**Work order**
Type out the data again, word for word and in full.

**Dataset excerpts**
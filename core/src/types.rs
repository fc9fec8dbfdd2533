/// Single coordinate axis used for board width, height, and positions.
pub type Coord = u8;

/// Count type used for mine counts and total-cell counts.
pub type CellCount = u16;

/// Two-dimensional coordinates `(x, y)`.
pub type Coord2 = (Coord, Coord);

pub trait ToNdIndex {
    type Output;
    fn to_nd_index(self) -> Self::Output;
}

impl ToNdIndex for Coord2 {
    type Output = [usize; 2];

    fn to_nd_index(self) -> Self::Output {
        [self.0.into(), self.1.into()]
    }
}

pub const fn mult(a: Coord, b: Coord) -> CellCount {
    let a = a as CellCount;
    let b = b as CellCount;
    a.saturating_mul(b)
}

/// Enumerates the in-bounds neighbors of `center` on a board of `size`.
///
/// Mine placement, adjacency counting and the cascade all go through this, so they always agree on what a
/// neighbor is.
pub fn neighbors(center: Coord2, size: Coord2) -> Neighbors {
    Neighbors::new(center, size)
}

const OFFSETS: [(i8, i8); 8] = [
    (-1, -1),
    (0, -1),
    (1, -1),
    (-1, 0),
    (1, 0),
    (-1, 1),
    (0, 1),
    (1, 1),
];

fn offset(center: Coord2, (dx, dy): (i8, i8), (width, height): Coord2) -> Option<Coord2> {
    let x = center.0.checked_add_signed(dx).filter(|&x| x < width)?;
    let y = center.1.checked_add_signed(dy).filter(|&y| y < height)?;
    Some((x, y))
}

#[derive(Clone, Debug)]
pub struct Neighbors {
    center: Coord2,
    size: Coord2,
    next: usize,
}

impl Neighbors {
    fn new(center: Coord2, size: Coord2) -> Self {
        Self {
            center,
            size,
            next: 0,
        }
    }
}

impl Iterator for Neighbors {
    type Item = Coord2;

    fn next(&mut self) -> Option<Self::Item> {
        while let Some(&delta) = OFFSETS.get(self.next) {
            self.next += 1;
            if let Some(pos) = offset(self.center, delta, self.size) {
                return Some(pos);
            }
        }
        None
    }

    fn size_hint(&self) -> (usize, Option<usize>) {
        (0, Some(OFFSETS.len() - self.next))
    }
}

**Reply**
filename core/src/types.rs
repository fc9fec8dbfdd2533
/// Single coordinate axis used for board width, height, and positions.
pub type Coord = u8;

/// Count type used for mine counts and total-cell counts.
pub type CellCount = u16;

/// Two-dimensional coordinates `(x, y)`.
pub type Coord2 = (Coord, Coord);

pub trait ToNdIndex {
    type Output;
    fn to_nd_index(self) -> Self::Output;
}

impl ToNdIndex for Coord2 {
    type Output = [usize; 2];

    fn to_nd_index(self) -> Self::Output {
        [self.0.into(), self.1.into()]
    }
}

pub const fn mult(a: Coord, b: Coord) -> CellCount {
    let a = a as CellCount;
    let b = b as CellCount;
    a.saturating_mul(b)
}

/// Enumerates the in-bounds neighbors of `center` on a board of `size`.
///
/// Mine placement, adjacency counting and the cascade all go through this, so they always agree on what a
/// neighbor is.
pub fn neighbors(center: Coord2, size: Coord2) -> Neighbors {
    Neighbors::new(center, size)
}

const OFFSETS: [(i8, i8); 8] = [
    (-1, -1),
    (0, -1),
    (1, -1),
    (-1, 0),
    (1, 0),
    (-1, 1),
    (0, 1),
    (1, 1),
];

fn offset(center: Coord2, (dx, dy): (i8, i8), (width, height): Coord2) -> Option<Coord2> {
    let x = center.0.checked_add_signed(dx).filter(|&x| x < width)?;
    let y = center.1.checked_add_signed(dy).filter(|&y| y < height)?;
    Some((x, y))
}

#[derive(Clone, Debug)]
pub struct Neighbors {
    center: Coord2,
    size: Coord2,
    next: usize,
}

impl Neighbors {
    fn new(center: Coord2, size: Coord2) -> Self {
        Self {
            center,
            size,
            next: 0,
        }
    }
}

impl Iterator for Neighbors {
    type Item = Coord2;

    fn next(&mut self) -> Option<Self::Item> {
        while let Some(&delta) = OFFSETS.get(self.next) {
            self.next += 1;
            if let Some(pos) = offset(self.center, delta, self.size) {
                return Some(pos);
            }
        }
        None
    }

    fn size_hint(&self) -> (usize, Option<usize>) {
        (0, Some(OFFSETS.len() - self.next))
    }
}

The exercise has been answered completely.